Kpavogur, Iceland, A man who underwent the first full double arm transplant in the world has revealed that the surgery was successful. Felix Gretarrson, 49, from the town of Kpavogur in Iceland, lost both arms after he got electrocuted while trying to fix a power line in 1998. Felix’s both arms were set on fire …

Man fitted with first double arm transplant.

Kpavogur, Iceland,

A man who underwent the first full double arm transplant in the world has revealed that the surgery was successful. Felix Gretarrson, 49, from the town of Kpavogur in Iceland, lost both arms after he got electrocuted while trying to fix a power line in 1998.

Felix’s both arms were set on fire and doctors had to operate on him 54 times while he was in a coma for three months.
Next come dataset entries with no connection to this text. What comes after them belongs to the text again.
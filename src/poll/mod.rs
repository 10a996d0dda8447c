//! Generic wait-for-remote-status primitive.
//!
//! Every mutating control-plane call returns immediately while the resource
//! moves through intermediate states. [`StateChange::wait`] turns that into a
//! bounded synchronous wait: it calls a [`Refresh`] implementation until the
//! reported status lands in the target set, fails on any status outside the
//! pending set, and gives up with [`WaitError::Timeout`] once the budget is
//! spent.

use std::future::Future;
use std::time::Duration;

use thiserror::Error;
use tokio::time::{Instant, sleep, sleep_until, timeout_at};
use tracing::{debug, warn};

use crate::compute::ApiFuture;
use crate::error::ApiError;

/// Roughly thirty years; stands in for deadlines too large to represent.
const FAR_FUTURE: Duration = Duration::from_secs(86_400 * 365 * 30);

/// Value observed by one refresh together with its status string.
#[derive(Clone, Debug, Eq, PartialEq)]
pub struct Observation<T> {
    /// Refreshed value returned to the caller once the wait succeeds.
    pub value: T,
    /// Status used to decide whether to keep waiting.
    pub status: String,
}

impl<T> Observation<T> {
    /// Pairs a value with its status.
    pub fn new(value: T, status: impl Into<String>) -> Self {
        Self {
            value,
            status: status.into(),
        }
    }
}

/// Future returned by a refresh.
pub type RefreshFuture<'a, T> = ApiFuture<'a, Observation<T>>;

/// Queries the current remote status of one resource.
pub trait Refresh: Sync {
    /// Value type carried by each observation.
    type Value: Send;

    /// Performs one status query.
    fn refresh(&self) -> RefreshFuture<'_, Self::Value>;
}

/// Poll function bound into a [`StatusRefresh`].
pub type PollFn<C, K, T> = for<'a> fn(&'a C, &'a K) -> RefreshFuture<'a, T>;

/// Binds a client handle, a resource key, and a poll function so the poller
/// stays independent of any specific resource kind.
///
/// The key is usually a plain ID; sub-resources such as interfaces use a
/// composite key.
pub struct StatusRefresh<'c, C: ?Sized, K: ?Sized, T> {
    client: &'c C,
    resource: Box<K>,
    poll: PollFn<C, K, T>,
}

impl<'c, C: ?Sized, K: ?Sized, T> StatusRefresh<'c, C, K, T> {
    /// Creates a refresh for `resource` using `poll`.
    pub fn new(client: &'c C, resource: impl Into<Box<K>>, poll: PollFn<C, K, T>) -> Self {
        Self {
            client,
            resource: resource.into(),
            poll,
        }
    }
}

impl<C, K, T> Refresh for StatusRefresh<'_, C, K, T>
where
    C: ?Sized + Sync,
    K: ?Sized + Sync,
    T: Send,
{
    type Value = T;

    fn refresh(&self) -> RefreshFuture<'_, T> {
        (self.poll)(self.client, &self.resource)
    }
}

/// Errors raised while waiting for a status transition.
#[derive(Clone, Debug, Error, Eq, PartialEq)]
pub enum WaitError {
    /// The refresh call itself failed; waiting stops immediately.
    #[error("status refresh failed: {0}")]
    Refresh(#[source] ApiError),
    /// The resource reported a status in neither the pending nor target set.
    #[error("unexpected status {status} (expected one of {})", .expected.join(", "))]
    UnexpectedStatus {
        /// Status that was observed.
        status: String,
        /// Pending and target statuses that would have been accepted.
        expected: Vec<String>,
    },
    /// The deadline passed before a target status was observed.
    #[error(
        "timed out after {timeout:?} (last status: {})",
        .last_status.as_deref().unwrap_or("none")
    )]
    Timeout {
        /// Budget that elapsed.
        timeout: Duration,
        /// Last status observed, if any refresh completed.
        last_status: Option<String>,
    },
}

/// Description of one awaited transition.
#[derive(Clone, Debug, Eq, PartialEq)]
pub struct StateChange {
    pending: Vec<String>,
    target: Vec<String>,
    timeout: Duration,
    poll_interval: Duration,
    min_delay: Duration,
}

impl StateChange {
    /// Default delay between refreshes.
    pub const DEFAULT_POLL_INTERVAL: Duration = Duration::from_secs(3);

    /// Creates a transition with the default poll interval and no extra
    /// initial delay.
    #[must_use]
    pub fn new(pending: &[&str], target: &[&str], timeout: Duration) -> Self {
        Self {
            pending: pending.iter().map(|status| (*status).to_owned()).collect(),
            target: target.iter().map(|status| (*status).to_owned()).collect(),
            timeout,
            poll_interval: Self::DEFAULT_POLL_INTERVAL,
            min_delay: Duration::ZERO,
        }
    }

    /// Sets the delay between refreshes.
    #[must_use]
    pub const fn poll_interval(mut self, interval: Duration) -> Self {
        self.poll_interval = interval;
        self
    }

    /// Sets the minimum delay before the first re-poll.
    #[must_use]
    pub const fn min_delay(mut self, delay: Duration) -> Self {
        self.min_delay = delay;
        self
    }

    /// Polls `refresh` until a target status is observed.
    ///
    /// The first refresh runs immediately. While the status is pending the
    /// poller sleeps (the first pause is at least the configured minimum
    /// delay) and refreshes again. Sleeps and in-flight refreshes are both
    /// cut short at the deadline.
    ///
    /// # Errors
    ///
    /// Returns [`WaitError::Refresh`] when a refresh fails,
    /// [`WaitError::UnexpectedStatus`] for a status outside both sets, and
    /// [`WaitError::Timeout`] when the deadline passes.
    pub async fn wait<R>(&self, refresh: &R) -> Result<R::Value, WaitError>
    where
        R: Refresh + ?Sized,
    {
        let deadline = instant_after(self.timeout);
        let mut last_status: Option<String> = None;
        let mut pause = self.min_delay.max(self.poll_interval);

        loop {
            let Ok(result) = timeout_at(deadline, refresh.refresh()).await else {
                return Err(self.timed_out(last_status));
            };
            let observation = result.map_err(WaitError::Refresh)?;

            if self.target.contains(&observation.status) {
                return Ok(observation.value);
            }
            if !self.pending.contains(&observation.status) {
                return Err(WaitError::UnexpectedStatus {
                    status: observation.status,
                    expected: self.expected(),
                });
            }

            debug!(status = %observation.status, "waiting for target status");
            last_status = Some(observation.status);

            let wake = instant_after(pause);
            if wake >= deadline {
                sleep_until(deadline).await;
                return Err(self.timed_out(last_status));
            }
            sleep_until(wake).await;
            pause = self.poll_interval;
        }
    }

    fn expected(&self) -> Vec<String> {
        self.pending.iter().chain(&self.target).cloned().collect()
    }

    const fn timed_out(&self, last_status: Option<String>) -> WaitError {
        WaitError::Timeout {
            timeout: self.timeout,
            last_status,
        }
    }
}

/// Returns the instant `delay` from now, clamped to a far-future instant when
/// the addition would overflow.
fn instant_after(delay: Duration) -> Instant {
    let now = Instant::now();
    now.checked_add(delay)
        .or_else(|| now.checked_add(FAR_FUTURE))
        .unwrap_or(now)
}

/// Re-runs a whole wait when it fails with a retryable refresh error.
///
/// Only [`WaitError::Refresh`] carrying a conflict or transient
/// unavailability is retried; timeouts and unexpected statuses are returned
/// unchanged.
///
/// # Errors
///
/// Returns the last error once `attempts` runs are exhausted or a
/// non-retryable error occurs.
pub async fn retry_transient<T, F, Fut>(
    attempts: u32,
    backoff: Duration,
    mut operation: F,
) -> Result<T, WaitError>
where
    F: FnMut() -> Fut,
    Fut: Future<Output = Result<T, WaitError>>,
{
    let mut attempt = 1;
    loop {
        match operation().await {
            Err(WaitError::Refresh(err)) if err.is_retryable() && attempt < attempts => {
                warn!(attempt, error = %err, "retrying wait after transient failure");
                attempt += 1;
                sleep(backoff).await;
            }
            other => return other,
        }
    }
}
The injuries were so serious that doctors had to remove both of his arms to save his life.

After coming out of the coma, the electrician fell into substance abuse to deal with the trauma of the accident.

In 2007, Felix saw an advertisement on TV for a lecture at the University of Iceland by renowned surgeon Dr Jean-Michel Dubernard who is known for performing the first successful hand transplant in 1998. Dr Dubernard told him that there was a possibility of performing the operation, but he would need to move to France for the preparations.

The surgeon accepted his application four years later after which he launched a fundraising campaign to arrange money for the operation.

On the 23 year anniversary of his accident on January 12 this year, Felix had a double arm and shoulder transplant in a 15-hour surgery.

After hundreds of hours of rehabilitation work, Felix can now move his arms. He is now fighting to hug his children again and his wife and grandchildren for the first time.

“The first thing I thought was who the f**k does this on purpose, because the pain when I woke up was so excruciating. It was like there was two trucks parked on each of my shoulders. Having been through hospitalization before I kind of knew the first time it feels like the end of the world and that you’re going to be a patient for the rest of your life. But when you recover you know it’s just temporary this s**t will pass so I put my heels down and put my head down,” Felix was quoted according to Daily Star.

He said, “The feeling in the nerves can be a little painful when they grow. If you poke my arm I can feel the nerves inside even if I can’t feel the skin.”

He added, “I am moving the elbow in water, my bicep is now working and that’s only five months after. I just noticed the veins in my arms are starting to expand in the heat and that doesn’t happen unless automatic nervous system is working. I am so hopeful that I am going to be able to move my hands as well which nobody expected, except me.”

He was laying on his back in recovery for six weeks.

In March, Felix was moved to rehabilitation. His body rejected the new limbs twice and he even got a painful skin fungus, however, Felix beat the odds and is making incredible progress.

Doctors said that nerves grow on average a millimeter every day. They estimate the nerves will reach his elbow in a year and his hands in two.

“I have achieved something that wasn’t supposed to be possible if I wouldn’t have pushed it and pushed it,” Felix said.